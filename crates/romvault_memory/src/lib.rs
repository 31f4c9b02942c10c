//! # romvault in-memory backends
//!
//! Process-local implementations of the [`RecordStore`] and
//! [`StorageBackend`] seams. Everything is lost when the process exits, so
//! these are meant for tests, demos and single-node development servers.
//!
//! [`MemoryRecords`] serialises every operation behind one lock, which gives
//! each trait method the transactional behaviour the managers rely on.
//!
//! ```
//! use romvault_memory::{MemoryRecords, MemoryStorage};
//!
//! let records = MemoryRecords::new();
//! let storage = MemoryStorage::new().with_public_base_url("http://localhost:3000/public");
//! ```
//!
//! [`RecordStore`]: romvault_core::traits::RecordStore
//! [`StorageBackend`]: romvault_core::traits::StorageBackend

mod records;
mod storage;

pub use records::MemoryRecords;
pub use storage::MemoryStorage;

------------------------------

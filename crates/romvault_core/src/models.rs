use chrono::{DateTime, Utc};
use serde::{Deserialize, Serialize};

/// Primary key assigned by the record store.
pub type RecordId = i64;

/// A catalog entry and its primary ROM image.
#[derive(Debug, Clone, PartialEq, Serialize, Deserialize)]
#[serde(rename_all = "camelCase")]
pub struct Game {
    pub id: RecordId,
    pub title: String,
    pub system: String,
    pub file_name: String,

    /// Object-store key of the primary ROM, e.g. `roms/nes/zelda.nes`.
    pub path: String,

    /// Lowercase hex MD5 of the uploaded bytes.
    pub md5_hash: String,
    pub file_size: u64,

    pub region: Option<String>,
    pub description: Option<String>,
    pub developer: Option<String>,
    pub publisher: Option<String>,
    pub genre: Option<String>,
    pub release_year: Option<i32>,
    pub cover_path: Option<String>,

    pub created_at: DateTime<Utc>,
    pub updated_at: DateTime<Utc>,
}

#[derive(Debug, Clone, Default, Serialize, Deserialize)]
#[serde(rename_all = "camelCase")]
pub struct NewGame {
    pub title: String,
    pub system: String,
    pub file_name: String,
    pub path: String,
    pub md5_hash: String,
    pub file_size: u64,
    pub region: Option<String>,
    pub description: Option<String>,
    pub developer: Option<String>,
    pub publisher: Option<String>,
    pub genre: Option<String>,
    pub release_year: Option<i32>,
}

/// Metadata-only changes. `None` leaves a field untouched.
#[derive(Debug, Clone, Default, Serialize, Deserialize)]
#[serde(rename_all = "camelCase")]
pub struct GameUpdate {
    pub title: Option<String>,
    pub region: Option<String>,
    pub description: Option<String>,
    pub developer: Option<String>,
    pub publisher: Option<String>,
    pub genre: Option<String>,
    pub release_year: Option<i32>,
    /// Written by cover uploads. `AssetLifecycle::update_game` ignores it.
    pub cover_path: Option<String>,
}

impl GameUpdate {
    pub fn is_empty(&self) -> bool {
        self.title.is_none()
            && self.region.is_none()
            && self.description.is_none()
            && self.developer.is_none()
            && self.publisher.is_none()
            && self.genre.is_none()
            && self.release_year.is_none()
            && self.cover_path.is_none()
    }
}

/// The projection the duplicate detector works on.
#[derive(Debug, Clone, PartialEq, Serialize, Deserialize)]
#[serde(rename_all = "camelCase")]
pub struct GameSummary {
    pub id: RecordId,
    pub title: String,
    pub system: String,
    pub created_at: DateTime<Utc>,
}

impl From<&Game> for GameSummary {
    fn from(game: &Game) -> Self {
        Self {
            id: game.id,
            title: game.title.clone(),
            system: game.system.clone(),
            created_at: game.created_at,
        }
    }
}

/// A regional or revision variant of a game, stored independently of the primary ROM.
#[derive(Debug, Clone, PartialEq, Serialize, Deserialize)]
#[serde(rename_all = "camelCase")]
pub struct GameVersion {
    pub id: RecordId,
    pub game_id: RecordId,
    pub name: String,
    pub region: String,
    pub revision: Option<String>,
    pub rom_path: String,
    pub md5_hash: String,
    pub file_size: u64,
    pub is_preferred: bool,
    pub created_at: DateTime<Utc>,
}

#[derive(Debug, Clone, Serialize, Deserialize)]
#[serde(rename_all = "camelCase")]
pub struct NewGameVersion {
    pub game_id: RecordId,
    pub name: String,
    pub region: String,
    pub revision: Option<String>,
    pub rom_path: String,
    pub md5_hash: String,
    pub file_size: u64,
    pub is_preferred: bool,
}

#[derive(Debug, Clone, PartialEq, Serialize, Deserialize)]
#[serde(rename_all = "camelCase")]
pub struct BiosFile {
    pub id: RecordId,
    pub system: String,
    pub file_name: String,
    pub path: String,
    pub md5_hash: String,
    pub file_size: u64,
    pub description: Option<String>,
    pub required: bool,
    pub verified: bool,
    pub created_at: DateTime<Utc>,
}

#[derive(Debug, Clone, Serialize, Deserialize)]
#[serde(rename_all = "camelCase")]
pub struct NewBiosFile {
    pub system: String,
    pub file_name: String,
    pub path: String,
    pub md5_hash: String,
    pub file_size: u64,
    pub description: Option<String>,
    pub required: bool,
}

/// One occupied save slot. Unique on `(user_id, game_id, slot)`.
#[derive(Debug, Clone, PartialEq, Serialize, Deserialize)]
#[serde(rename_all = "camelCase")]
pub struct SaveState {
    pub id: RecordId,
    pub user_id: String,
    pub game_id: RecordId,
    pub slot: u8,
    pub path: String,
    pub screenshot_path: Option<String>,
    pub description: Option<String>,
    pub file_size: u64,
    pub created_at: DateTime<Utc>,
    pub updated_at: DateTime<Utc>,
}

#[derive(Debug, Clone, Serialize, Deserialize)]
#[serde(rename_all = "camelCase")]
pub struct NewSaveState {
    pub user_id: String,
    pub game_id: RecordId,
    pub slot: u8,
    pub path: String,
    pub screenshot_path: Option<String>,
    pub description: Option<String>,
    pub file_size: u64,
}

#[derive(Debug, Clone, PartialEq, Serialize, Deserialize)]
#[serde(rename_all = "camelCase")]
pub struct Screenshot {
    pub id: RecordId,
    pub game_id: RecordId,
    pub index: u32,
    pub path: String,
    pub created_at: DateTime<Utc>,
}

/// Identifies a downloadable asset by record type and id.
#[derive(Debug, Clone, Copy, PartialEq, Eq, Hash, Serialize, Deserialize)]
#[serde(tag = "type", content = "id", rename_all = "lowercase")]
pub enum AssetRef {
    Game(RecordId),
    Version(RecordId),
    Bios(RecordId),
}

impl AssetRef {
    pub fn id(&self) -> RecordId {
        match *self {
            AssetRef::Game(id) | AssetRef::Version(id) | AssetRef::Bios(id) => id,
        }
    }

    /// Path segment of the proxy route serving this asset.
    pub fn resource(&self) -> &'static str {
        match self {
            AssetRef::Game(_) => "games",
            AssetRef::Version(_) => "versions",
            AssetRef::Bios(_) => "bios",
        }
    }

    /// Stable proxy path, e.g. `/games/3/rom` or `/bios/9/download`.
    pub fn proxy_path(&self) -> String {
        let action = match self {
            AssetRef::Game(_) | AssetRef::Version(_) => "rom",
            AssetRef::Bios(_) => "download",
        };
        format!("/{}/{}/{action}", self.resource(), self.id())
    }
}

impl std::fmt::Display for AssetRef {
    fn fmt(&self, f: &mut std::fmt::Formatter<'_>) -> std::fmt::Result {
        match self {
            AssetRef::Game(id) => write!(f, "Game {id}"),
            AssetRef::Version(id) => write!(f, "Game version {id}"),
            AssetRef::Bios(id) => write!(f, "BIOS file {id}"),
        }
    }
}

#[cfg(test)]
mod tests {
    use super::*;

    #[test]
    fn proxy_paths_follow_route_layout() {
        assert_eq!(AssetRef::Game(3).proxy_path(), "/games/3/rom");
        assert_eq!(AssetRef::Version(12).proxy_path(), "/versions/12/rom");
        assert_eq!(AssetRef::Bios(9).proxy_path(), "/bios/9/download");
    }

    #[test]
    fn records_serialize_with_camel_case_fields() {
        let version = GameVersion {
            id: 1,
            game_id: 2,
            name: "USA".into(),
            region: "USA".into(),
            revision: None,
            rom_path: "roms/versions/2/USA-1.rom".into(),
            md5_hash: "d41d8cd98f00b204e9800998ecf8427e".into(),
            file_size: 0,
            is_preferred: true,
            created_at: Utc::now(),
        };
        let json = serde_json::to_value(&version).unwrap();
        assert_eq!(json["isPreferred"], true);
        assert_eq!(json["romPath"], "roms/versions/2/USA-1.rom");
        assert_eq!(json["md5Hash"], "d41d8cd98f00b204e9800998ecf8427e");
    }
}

------------------------------

■ Exercise
Write out only the lines that run from the line containing "filename crates/romvault_memory/src/lib.rs" through the line containing "pub use storage::MemoryStorage;", both included, exactly as they appear above.

■ Output
filename crates/romvault_memory/src/lib.rs
repository 31f4c9b02942c10c
//! # romvault in-memory backends
//!
//! Process-local implementations of the [`RecordStore`] and
//! [`StorageBackend`] seams. Everything is lost when the process exits, so
//! these are meant for tests, demos and single-node development servers.
//!
//! [`MemoryRecords`] serialises every operation behind one lock, which gives
//! each trait method the transactional behaviour the managers rely on.
//!
//! ```
//! use romvault_memory::{MemoryRecords, MemoryStorage};
//!
//! let records = MemoryRecords::new();
//! let storage = MemoryStorage::new().with_public_base_url("http://localhost:3000/public");
//! ```
//!
//! [`RecordStore`]: romvault_core::traits::RecordStore
//! [`StorageBackend`]: romvault_core::traits::StorageBackend

mod records;
mod storage;

pub use records::MemoryRecords;
pub use storage::MemoryStorage;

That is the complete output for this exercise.